For a deeper dive, check out the drawings of Claes Oldenburg, an artist whose nudes reveal a more interesting nervous system:



Claes Oldenberg (1954).

Oldenberg knows how to draw weight on these nude dancers, yet he removes the consequences of their weight so they can fling their ballast around in defiance of gravity, like the dancing hippos from Fantasia.



I love the figures above; they have the primal feeling of the Venus of Lespugue and a humanity and sexuality that makes Currin's candy coated figures look sick.




Tuesday, October 02, 2018

THE THINGS THAT NUDITY REVEALS (part 2)


Artist Gaston Lachaise spent a lifetime drawing and sculpting nude images of his wife and muse, Isabel.  She weighed a mere 110 pounds when they met, yet he always envisioned her as an immense, rotund goddess.

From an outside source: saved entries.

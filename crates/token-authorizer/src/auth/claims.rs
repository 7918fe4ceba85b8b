//! JWT claims structure.
//!
//! Contains the claims extracted from verified tokens. The `sub` and
//! `username` fields are redacted in Debug output to prevent exposure in logs.

use jsonwebtoken::Algorithm;
use serde::{Deserialize, Deserializer, Serialize};
use std::fmt;

/// Claim set of a verified token.
///
/// Standard claims plus the custom claims a hosted user pool puts in access
/// tokens. Custom claims default to empty when the provider omits them or
/// sends `null`.
#[derive(Clone, PartialEq, Eq, Serialize, Deserialize)]
pub struct Claims {
    /// Subject - redacted in Debug output.
    #[serde(default, skip_serializing_if = "Option::is_none")]
    pub sub: Option<String>,

    /// Issuer URL.
    #[serde(default, skip_serializing_if = "Option::is_none")]
    pub iss: Option<String>,

    /// Expiration timestamp (Unix epoch seconds).
    pub exp: i64,

    /// Issued-at timestamp (Unix epoch seconds).
    #[serde(default, skip_serializing_if = "Option::is_none")]
    pub iat: Option<i64>,

    /// Not-before timestamp (Unix epoch seconds).
    #[serde(default, skip_serializing_if = "Option::is_none")]
    pub nbf: Option<i64>,

    /// OAuth client the token was issued to.
    #[serde(default, deserialize_with = "null_as_empty")]
    pub client_id: String,

    /// User name of the signed-in user - redacted in Debug output.
    #[serde(default, deserialize_with = "null_as_empty")]
    pub username: String,

    /// Space-separated scopes granted to this token.
    #[serde(default, deserialize_with = "null_as_empty")]
    pub scope: String,

    /// Provider token kind ("access" or "id").
    #[serde(default, skip_serializing_if = "Option::is_none")]
    pub token_use: Option<String>,
}

impl fmt::Debug for Claims {
    fn fmt(&self, f: &mut fmt::Formatter<'_>) -> fmt::Result {
        f.debug_struct("Claims")
            .field("sub", &"[REDACTED]")
            .field("iss", &self.iss)
            .field("exp", &self.exp)
            .field("iat", &self.iat)
            .field("nbf", &self.nbf)
            .field("client_id", &self.client_id)
            .field("username", &"[REDACTED]")
            .field("scope", &self.scope)
            .field("token_use", &self.token_use)
            .finish()
    }
}

fn null_as_empty<'de, D>(deserializer: D) -> Result<String, D::Error>
where
    D: Deserializer<'de>,
{
    Ok(Option::<String>::deserialize(deserializer)?.unwrap_or_default())
}

/// Header of a verified token.
#[derive(Debug, Clone, PartialEq, Eq)]
pub struct TokenHeader {
    pub alg: Algorithm,
    pub kid: String,
    pub typ: Option<String>,
}

/// A token whose signature and claims have been verified.
#[derive(Debug, Clone, PartialEq, Eq)]
pub struct ParsedToken {
    pub header: TokenHeader,
    pub claims: Claims,
}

Isabel viewed through the lens of a camera and through the eyes of her husband.
 
 
No matter how short she appeared standing next to her husband in clothing, when her clothing was removed she seemed to tower over him.


Illustrator Robert McGinnis spent a career painting women so tall and thin, the poor creatures look as if they'd been elongated in a tractor pull.



McGinnis claims his inspiration for his females was a beautiful supermodel from his youth, Dorian Leigh.  But Leigh was a mere 5 feet, five inches tall.  She wouldn't have reached the navel of one of McGinnis' stalky giants.

Model Dorian Leigh

And on and on it goes.  Pin up artist George Petty loved women's legs out of all proportion:

George Petty

These are each skillful artists, so the consistently odd proportions of the women they painted can't be attributed to technical incompetence.  These distortions are born of genuine perceptions and expressive needs.  

In the words of Dr. Oliver Sacks: "The world isn't given to us-- we make it with our nervous systems."  

Clothed subjects give our nervous systems a wide variety of things to react to-- folds, patterns, textures, artificially designed lines-- but when working with the bare human form, our reduced choices often seem more revelatory, and closer to the core.